Description:
★ Winner of the 2025 Biblical Archaeology Society Publication Award for Best Book on the Hebrew Bible
★ Winner of the 2025 Manfred Lautenschlaeger Award for Theological Promise
★ Honorable Mention at the 2025 SHARP Book History Book Prize
Deuteronomy and the inscribed texts depicted within it are often called "books." Moreover, its treatment of writing has earned it a prominent place in historical accounts of the religion of ancient Israel and Judah. Neither Deuteronomy nor its text-artifacts, however, are books in any conventional sense of the term. This interdisciplinary study reorients the analysis of Deuteronomic textuality around the materiality, visuality, and rhetoric of ancient rather than modern media.

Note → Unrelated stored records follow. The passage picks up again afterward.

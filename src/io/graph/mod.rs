//! Per-level graph artifacts: CSR matrix, node table, JSON report and manifest.

mod manifest;
mod nodes;
mod report;

use std::{collections::BTreeMap, path::{Path, PathBuf}};

use anyhow::Result;
use tracing::info;

use crate::{
    common::{ensure_dir_exists, sha256_file, write_all_or_none},
    graph::{AdjacencyGraph, GraphDiagnostics},
    io::{csr::write_csr_bytes, csv::csv_bytes},
    map::{AdministrativeUnit, Level},
};

pub use manifest::{FileHash, LevelEntry, Manifest};
pub use report::SpotCheck;

/// File names of one level's artifacts.
pub fn artifact_names(level: Level) -> [String; 3] {
    [
        format!("adj_{level}.csr"),
        format!("adj_{level}_nodes.csv"),
        format!("adj_{level}_report.json"),
    ]
}

/// Write the CSR matrix, node table and report for `level` into `dir`, then
/// record their hashes in the directory's manifest. Returns the paths written.
pub fn write_graph(
    dir: &Path,
    level: Level,
    graph: &AdjacencyGraph,
    units: &[AdministrativeUnit],
    diagnostics: &GraphDiagnostics,
    spot_checks: &[SpotCheck],
) -> Result<Vec<PathBuf>> {
    ensure_dir_exists(dir)?;
    let [csr_name, nodes_name, report_name] = artifact_names(level);

    // Build everything before touching the directory so a failure leaves no partial level
    let csr = write_csr_bytes(graph)?;
    let nodes = csv_bytes(&mut nodes::node_table(graph, units)?)?;
    let mut report = serde_json::to_vec_pretty(&report::LevelReport::new(level, graph, diagnostics, spot_checks))?;
    report.push(b'\n');

    let staged = vec![
        (dir.join(&csr_name), csr),
        (dir.join(&nodes_name), nodes),
        (dir.join(&report_name), report),
    ];
    if let Err(err) = write_all_or_none(&staged) {
        // The level's files may be gone, so its manifest entry no longer describes them
        let mut manifest = Manifest::load_or_default(dir)?;
        if manifest.levels.remove(&level).is_some() {
            manifest.save(dir)?;
        }
        return Err(err);
    }

    let mut files = BTreeMap::new();
    let mut paths = Vec::new();
    for name in [csr_name, nodes_name, report_name] {
        let path = dir.join(&name);
        files.insert(name, FileHash { sha256: sha256_file(&path)? });
        paths.push(path);
    }

    let mut manifest = Manifest::load_or_default(dir)?;
    manifest.levels.insert(level, LevelEntry { nodes: graph.node_count(), edges: graph.edge_count(), files });
    manifest.save(dir)?;

    info!(%level, dir = %dir.display(), nodes = graph.node_count(), edges = graph.edge_count(), "wrote graph artifacts");
    Ok(paths)
}

#[cfg(test)]
mod tests {
    use super::*;
    use crate::{io::{csr::read_csr, csv::{read_csv, text_column}}, map::{ParentRef, UnitCode}};
    use geo::{polygon, MultiPolygon};
    use std::sync::Arc;

    fn fixture() -> (AdjacencyGraph, Vec<AdministrativeUnit>) {
        let units = ["01", "02", "03"].iter().enumerate()
            .map(|(i, c)| {
                let x = i as f64;
                let mut unit = AdministrativeUnit::new(
                    UnitCode::normalize(Level::Prefecture, c).unwrap(),
                    &format!("pref{c}"),
                    MultiPolygon(vec![polygon![(x: x, y: 0.0), (x: x + 1.0, y: 0.0), (x: x + 1.0, y: 1.0), (x: x, y: 0.0)]]),
                );
                unit.parent = Some(ParentRef {
                    code: UnitCode::normalize(Level::Block, "2").unwrap(),
                    name: Arc::from("東北"),
                });
                unit
            })
            .collect::<Vec<_>>();
        let codes = units.iter().map(|u| u.code.clone()).collect();
        let graph = AdjacencyGraph::from_neighbor_lists(codes, &[vec![1], vec![0, 2], vec![1]]).unwrap();
        (graph, units)
    }

    #[test]
    fn writes_all_artifacts_and_manifest() {
        let dir = tempfile::tempdir().unwrap();
        let (graph, units) = fixture();
        let diagnostics = GraphDiagnostics::compute(&graph);
        let paths = write_graph(dir.path(), Level::Prefecture, &graph, &units, &diagnostics, &[]).unwrap();
        assert_eq!(paths.len(), 3);

        assert_eq!(read_csr(&paths[0]).unwrap(), graph.to_neighbor_lists());

        let nodes = read_csv(&paths[1], &["code", "parent_code"]).unwrap();
        assert_eq!(nodes.height(), 3);
        let codes = text_column(&nodes, "code").unwrap();
        assert_eq!(codes[0].as_deref(), Some("01"));
        assert_eq!(text_column(&nodes, "parent_code").unwrap()[2].as_deref(), Some("02"));

        let manifest = Manifest::load_or_default(dir.path()).unwrap();
        let entry = &manifest.levels[&Level::Prefecture];
        assert_eq!((entry.nodes, entry.edges), (3, 2));
        assert_eq!(entry.files["adj_prefecture.csr"].sha256, sha256_file(&paths[0]).unwrap());
    }

    #[test]
    fn manifest_accumulates_levels() {
        let dir = tempfile::tempdir().unwrap();
        let (graph, units) = fixture();
        let diagnostics = GraphDiagnostics::compute(&graph);
        write_graph(dir.path(), Level::Prefecture, &graph, &units, &diagnostics, &[]).unwrap();

        let empty = AdjacencyGraph::from_neighbor_lists(Vec::new(), &[]).unwrap();
        write_graph(dir.path(), Level::Block, &empty, &[], &GraphDiagnostics::compute(&empty), &[]).unwrap();

        let manifest = Manifest::load_or_default(dir.path()).unwrap();
        assert_eq!(manifest.levels.keys().copied().collect::<Vec<_>>(), vec![Level::Prefecture, Level::Block]);
    }

    #[test]
    fn node_without_unit_is_an_error() {
        let dir = tempfile::tempdir().unwrap();
        let (graph, mut units) = fixture();
        units.pop();
        let diagnostics = GraphDiagnostics::compute(&graph);
        assert!(write_graph(dir.path(), Level::Prefecture, &graph, &units, &diagnostics, &[]).is_err());
        assert!(!dir.path().join("adj_prefecture.csr").exists());
    }

    #[test]
    fn failed_rebuild_removes_the_whole_level() {
        let dir = tempfile::tempdir().unwrap();
        let (graph, units) = fixture();
        let diagnostics = GraphDiagnostics::compute(&graph);
        write_graph(dir.path(), Level::Prefecture, &graph, &units, &diagnostics, &[]).unwrap();

        // A directory where the report belongs makes its move fail after the csr and nodes moved
        let report = dir.path().join("adj_prefecture_report.json");
        std::fs::remove_file(&report).unwrap();
        std::fs::create_dir(&report).unwrap();
        std::fs::write(report.join("keep"), b"").unwrap();

        assert!(write_graph(dir.path(), Level::Prefecture, &graph, &units, &diagnostics, &[]).is_err());
        assert!(!dir.path().join("adj_prefecture.csr").exists());
        assert!(!dir.path().join("adj_prefecture_nodes.csv").exists());
        let leftovers = std::fs::read_dir(dir.path()).unwrap()
            .filter_map(|e| e.ok())
            .filter(|e| e.path().extension().is_some_and(|ext| ext == "tmp"))
            .count();
        assert_eq!(leftovers, 0);
        assert!(!Manifest::load_or_default(dir.path()).unwrap().levels.contains_key(&Level::Prefecture));
    }
}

It argues that the Deuteronomic composition adapts the media aesthetics of ancient treaty tablets and monumental inscriptions to a story that is itself transformed into an artifact of the past.
Brief description: Mark Lester, Ph.D. (2020), Yale University, is currently Instructor in the Department of Theology at Loyola University Chicago.
Review Quotes: "With meticulous research on the written culture across the ancient Near East, Mark Lester scrutinizes the Deuteronomy not simply as a Biblical composition but as the adaptation and appropriation of media aesthetics of the whole region. Problematizing books as both a material object and an idea, Lester's study expands the geographical and material scope of book history by situating the ancient Judean sense of literariness at the crossroads of transmedia exchange. This groundbreaking work will shift the ways we understand and teach book history." - Honorable mention from the award committee of the 2025 SHARP Book History Book Prize.